As Pete Warden and Daniel Situnayake highlight in TinyML:

"Google was running neural networks that were just 14 kilobytes (KB) in size! They needed to be so small because they were running on the digital signal processors (DSPs) present in most Android phones, continuously listening for the 'OK Google' wake words..."

This kind of breakthrough shows what’s possible when you focus on keeping models small and efficient.

In this guide, we’ll follow the same philosophy: you’ll build your own custom wake-word detector that runs directly on your phone, using tools like Edge Impulse, TensorFlow Lite, and Android Studio. The system will be optimized to listen for a trigger phrase like “Neo” with minimal power usage, no cloud calls, no bulky models, just fast, local inference.

Edge AI and Android Integration

Running the model directly on the phone means audio never leaves the device, so privacy stays protected. Latency is low, too. There's no cloud round‑trip, which means faster reaction times. It’s ideal for a wake‑word experience . And yes, even if you're offline, you can still trigger the wake word, especially handy in low‑connectivity scenarios like fieldwork.

However, the question of bringing custom voice recognition directly onto your Android phone would scare many people. That’s where Edge Impulse and on-device AI shine. In this section, we will answer the following questions:

Why is Edge Impulse a Natural Fit for Mobile Voice Recognition?

Edge Impulse provides an end-to-end platform tailored for edge AI, especially audio. Its workflow lets you record samples right from your phone, build a keyword‑spotting model using the built-in MFCC (we’ll check that out later) processing block, and train it to recognize your own wake word. Trained impulse then becomes a self-contained C++ signal‑processing pipeline that’s ready for on-device use.

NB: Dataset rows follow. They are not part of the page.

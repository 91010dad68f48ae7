//! Persisted wake phrase (`~/.mesmerizer/user_config.json`)
//!
//! The record is `{"wake_phrase": "..."}`. It is written exactly once, during
//! first-run setup, and only read afterwards.

use std::fs::OpenOptions;
use std::io::Write;
use std::path::{Path, PathBuf};

use anyhow::{Context, Result};
use serde::{Deserialize, Serialize};

use super::Config;

/// On-disk shape of the wake phrase file
#[derive(Debug, Clone, Default, PartialEq, Eq, Serialize, Deserialize)]
pub struct WakePhraseRecord {
    #[serde(default, skip_serializing_if = "Option::is_none")]
    pub wake_phrase: Option<String>,
}

/// Location of the wake phrase record
#[derive(Debug, Clone)]
pub struct WakePhraseFile {
    path: PathBuf,
}

impl WakePhraseFile {
    pub fn new(path: impl Into<PathBuf>) -> Self {
        Self { path: path.into() }
    }

    /// The file in the global config directory
    pub fn global() -> Self {
        Self::new(Config::global_config_dir().join("user_config.json"))
    }

    pub fn path(&self) -> &Path {
        &self.path
    }

    /// Read the record; `None` when the file does not exist yet.
    pub fn load(&self) -> Result<Option<WakePhraseRecord>> {
        if !self.path.exists() {
            return Ok(None);
        }
        let content = std::fs::read_to_string(&self.path)
            .with_context(|| format!("Failed to read {}", self.path.display()))?;
        let record: WakePhraseRecord = serde_json::from_str(&content)
            .with_context(|| format!("Failed to parse {}", self.path.display()))?;
        Ok(Some(record))
    }

    /// Stored phrase, or `default` when the file exists but has no usable entry.
    ///
    /// Returns `None` only when the file is missing.
    pub fn load_phrase(&self, default: &str) -> Result<Option<String>> {
        Ok(self.load()?.map(|record| {
            record
                .wake_phrase
                .map(|p| p.trim().to_lowercase())
                .filter(|p| !p.is_empty())
                .unwrap_or_else(|| default.to_lowercase())
        }))
    }

    /// Persist the phrase (lowercased). Refuses to overwrite an existing file.
    pub fn save_once(&self, phrase: &str) -> Result<String> {
        if let Some(parent) = self.path.parent() {
            if !parent.as_os_str().is_empty() {
                std::fs::create_dir_all(parent)
                    .with_context(|| format!("Failed to create {}", parent.display()))?;
            }
        }

        let phrase = phrase.trim().to_lowercase();
        let record = WakePhraseRecord {
            wake_phrase: Some(phrase.clone()),
        };
        let json = serde_json::to_string(&record)?;

        let mut file = OpenOptions::new()
            .write(true)
            .create_new(true)
            .open(&self.path)
            .with_context(|| format!("Wake phrase file already written: {}", self.path.display()))?;
        file.write_all(json.as_bytes())
            .with_context(|| format!("Failed to write {}", self.path.display()))?;

        Ok(phrase)
    }
}

#[cfg(test)]
mod tests {
    use super::*;
    use tempfile::tempdir;

    #[test]
    fn test_missing_file_is_none() {
        let dir = tempdir().unwrap();
        let file = WakePhraseFile::new(dir.path().join("user_config.json"));
        assert_eq!(file.load_phrase("hey mesmerizer").unwrap(), None);
    }

    #[test]
    fn test_save_once_then_load() {
        let dir = tempdir().unwrap();
        let file = WakePhraseFile::new(dir.path().join("user_config.json"));

        assert_eq!(file.save_once("  Hello Computer ").unwrap(), "hello computer");
        assert_eq!(
            file.load_phrase("hey mesmerizer").unwrap().as_deref(),
            Some("hello computer")
        );

        let raw = std::fs::read_to_string(file.path()).unwrap();
        assert_eq!(raw, r#"{"wake_phrase":"hello computer"}"#);
    }

    #[test]
    fn test_save_once_never_rewrites() {
        let dir = tempdir().unwrap();
        let file = WakePhraseFile::new(dir.path().join("user_config.json"));
        file.save_once("first").unwrap();

        assert!(file.save_once("second").is_err());
        assert_eq!(file.load_phrase("x").unwrap().as_deref(), Some("first"));
    }

    #[test]
    fn test_file_without_key_uses_default() {
        let dir = tempdir().unwrap();
        let path = dir.path().join("user_config.json");
        std::fs::write(&path, "{}").unwrap();

        let file = WakePhraseFile::new(path);
        assert_eq!(
            file.load_phrase("Hey Mesmerizer").unwrap().as_deref(),
            Some("hey mesmerizer")
        );
    }
}
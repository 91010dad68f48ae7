//! GUI-specific settings

use serde::{Deserialize, Serialize};

/// GUI-specific settings
#[derive(Debug, Clone, Serialize, Deserialize)]
pub struct GuiSettings {
    /// Characters of a document shown in the log pane by "Load"
    #[serde(default = "default_load_preview_chars")]
    pub load_preview_chars: usize,

    /// Confirmation text for "Delete"; `{name}` is replaced by the filename
    #[serde(default = "default_delete_confirmation")]
    pub delete_confirmation: String,

    /// Maximum number of matching lines shown by search
    #[serde(default = "default_search_limit")]
    pub search_limit: usize,

    /// Initial window size [width, height]
    #[serde(default = "default_window_size")]
    pub window_size: [f32; 2],
}

fn default_load_preview_chars() -> usize {
    2000
}

fn default_delete_confirmation() -> String {
    "Delete '{name}'?".to_string()
}

fn default_search_limit() -> usize {
    crate::library::DEFAULT_SEARCH_LIMIT
}

fn default_window_size() -> [f32; 2] {
    [800.0, 650.0]
}

impl GuiSettings {
    /// Confirmation copy for deleting `name`
    pub fn delete_prompt(&self, name: &str) -> String {
        self.delete_confirmation.replace("{name}", name)
    }
}

impl Default for GuiSettings {
    fn default() -> Self {
        Self {
            load_preview_chars: default_load_preview_chars(),
            delete_confirmation: default_delete_confirmation(),
            search_limit: default_search_limit(),
            window_size: default_window_size(),
        }
    }
}
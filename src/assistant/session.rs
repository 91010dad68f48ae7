//! Wiring for the background voice assistant thread.

use std::sync::Arc;
use std::sync::mpsc::Sender;
use std::thread::JoinHandle;
use std::time::Duration;

use anyhow::{Context, Result};
use tracing::{error, info, warn};

use super::dispatcher::{AppEvent, CommandDispatcher, DispatchSettings};
use super::signal::ListeningSignal;
use super::startup::{SETUP_RETRY_DELAY, greeting, resolve_wake_phrase};
use crate::config::{Config, WakePhraseFile};
use crate::domain::LogEvent;
use crate::library::{DocumentStore, NativePdfPicker};
use crate::voice::{
    AudioInput, CommandCapture, MicInput, MicWakeSource, SystemSpeaker, Transcriber, VoiceIo,
    check_availability, transcriber_from_config,
};

/// Start the wake word loop on its own thread
pub fn spawn_assistant(
    config: Config,
    store: DocumentStore,
    signal: ListeningSignal,
    events: Sender<AppEvent>,
) -> Result<JoinHandle<()>> {
    std::thread::Builder::new()
        .name("voice-assistant".to_string())
        .spawn(move || {
            if let Err(e) = run_assistant(&config, store, signal, events.clone()) {
                error!("Voice assistant stopped: {:#}", e);
                let _ = events.send(AppEvent::Log(LogEvent::error(format!(
                    "Voice assistant stopped: {:#}",
                    e
                ))));
            }
        })
        .context("Failed to start voice assistant thread")
}

fn run_assistant(
    config: &Config,
    store: DocumentStore,
    signal: ListeningSignal,
    events: Sender<AppEvent>,
) -> Result<()> {
    let voice_settings = &config.settings.voice;

    let (ready, status) = check_availability(config);
    if !ready {
        warn!("{}", status);
        let _ = events.send(AppEvent::Log(LogEvent::error(status)));
    }

    let input: Arc<dyn AudioInput> = Arc::new(MicInput::new(voice_settings.sample_rate));
    let transcriber: Arc<dyn Transcriber> = Arc::from(transcriber_from_config(config));
    let speaker = Arc::new(SystemSpeaker::new(
        voice_settings.tts_rate,
        voice_settings.tts_voice.clone(),
    ));
    let recognizer = Arc::new(CommandCapture::new(
        Arc::clone(&input),
        Arc::clone(&transcriber),
        voice_settings.clone(),
    ));
    let voice = VoiceIo::new(speaker, recognizer);
    let settings = DispatchSettings::from_config(config);

    let phrase = resolve_wake_phrase(
        &WakePhraseFile::global(),
        &config.settings.assistant.default_wake_phrase,
        &voice,
        settings.command_timeout.max(Duration::from_secs(1)),
        SETUP_RETRY_DELAY,
    )
    .context("Failed to resolve wake phrase")?;

    info!("Wake phrase: '{}'", phrase);
    let _ = events.send(AppEvent::Log(LogEvent::system(format!(
        "Say '{}' to start",
        phrase
    ))));
    voice.speak(&greeting(&phrase));

    let wake = MicWakeSource::new(input, transcriber, phrase, voice_settings);
    CommandDispatcher::new(
        wake,
        voice,
        store,
        Arc::new(NativePdfPicker),
        signal,
        events,
        settings,
    )
    .run();
    Ok(())
}
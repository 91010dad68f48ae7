use anyhow::Result;

use mesmerizer::config::Config;

fn main() -> Result<()> {
    tracing_subscriber::fmt()
        .with_env_filter(
            tracing_subscriber::EnvFilter::try_from_default_env()
                .unwrap_or_else(|_| tracing_subscriber::EnvFilter::new("info")),
        )
        .init();

    let config = Config::load_or_default();
    mesmerizer::gui::run_gui(config)
}
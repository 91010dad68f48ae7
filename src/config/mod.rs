//! Configuration loading and management
//!
//! Two files live in `~/.mesmerizer/`:
//! - `config.toml`: settings, auto-created with defaults on first start
//! - `user_config.json`: the wake phrase, written once on first run

mod io;
mod settings;
mod wake_phrase;

pub use settings::{
    AssistantSettings, GuiSettings, Settings, StorageSettings, SttBackend, VoiceSettings,
};
pub use wake_phrase::{WakePhraseFile, WakePhraseRecord};

use std::path::PathBuf;

use serde::{Deserialize, Serialize};

/// Main configuration structure
#[derive(Debug, Clone, Default, Serialize, Deserialize)]
pub struct Config {
    /// General settings
    #[serde(default)]
    pub settings: Settings,
}

impl Config {
    /// Create a config with sensible defaults
    pub fn with_defaults() -> Self {
        Self::default()
    }

    /// Database location, honouring the `[settings.storage]` override
    pub fn database_path(&self) -> PathBuf {
        self.settings
            .storage
            .database_path
            .clone()
            .unwrap_or_else(|| Self::global_config_dir().join("mesmerizer.db"))
    }

    /// Location of the whisper.cpp model selected in the voice settings
    pub fn whisper_model_path(&self) -> PathBuf {
        Self::global_config_dir()
            .join("whisper-models")
            .join(format!("ggml-{}.bin", self.settings.voice.whisper_model))
    }
}

#[cfg(test)]
mod tests {
    use super::*;

    #[test]
    fn test_partial_toml_fills_defaults() {
        let config: Config = toml::from_str(
            r#"
            [settings.voice]
            command_timeout = 5.0
            stt_backend = "http"

            [settings.gui]
            delete_confirmation = "Really remove {name}?"
            "#,
        )
        .unwrap();

        assert_eq!(config.settings.voice.command_timeout, 5.0);
        assert_eq!(config.settings.voice.stt_backend, SttBackend::Http);
        assert_eq!(config.settings.voice.sample_rate, 16000);
        assert_eq!(config.settings.assistant.read_preview_chars, 500);
        assert_eq!(
            config.settings.gui.delete_prompt("a.pdf"),
            "Really remove a.pdf?"
        );
    }

    #[test]
    fn test_database_path_override() {
        let mut config = Config::with_defaults();
        assert!(config.database_path().ends_with("mesmerizer.db"));

        config.settings.storage.database_path = Some(PathBuf::from("/tmp/other.db"));
        assert_eq!(config.database_path(), PathBuf::from("/tmp/other.db"));
    }
}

How Edge Impulse Works with Android via TensorFlow Lite?

Once your model is trained and tested, Edge Impulse lets you export it in TensorFlow Lite format. If you're building in native C++, you can include the Edge Impulse‑generated C++ library using the NDK and CMake. Or, if you prefer a Java/Kotlin route, just load the .tflite model and run inference through TFLite’s Interpreter API.

In this guide, we will focus on building in native C++ and include it in our Android application.

Practical Implementation

Now that we’ve covered the why, let’s dive into the how. In this section, you’ll learn how to build your own custom wake word detection system using Edge Impulse and deploy it on an Android device. We’ll walk through every stage, which includes setting up your tools, gathering voice data, training your model, testing, and then, most importantly, deploying it on Android.

Setting Up Your Development Environment

First, you need a few tools before you can start building. Head over to Edge Impulse and create a free account. Once you're in, start a new project:

We can also choose “Keyword Spotting” as the project type. Doing so will give you the right building blocks for voice recognition.

Next, install Android Studio if you haven’t already done so. Since we’re going to use Edge Impulse’s C++ SDK for running inference on-device, you’ll also need to set up the Android NDK.

If you install the latest version of Android Studio, it will automatically install the required NDK. Otherwise, you can do that directly from the SDK Manager. Just look for the “NDK” and “CMake” options under the SDK Tools tab and install them.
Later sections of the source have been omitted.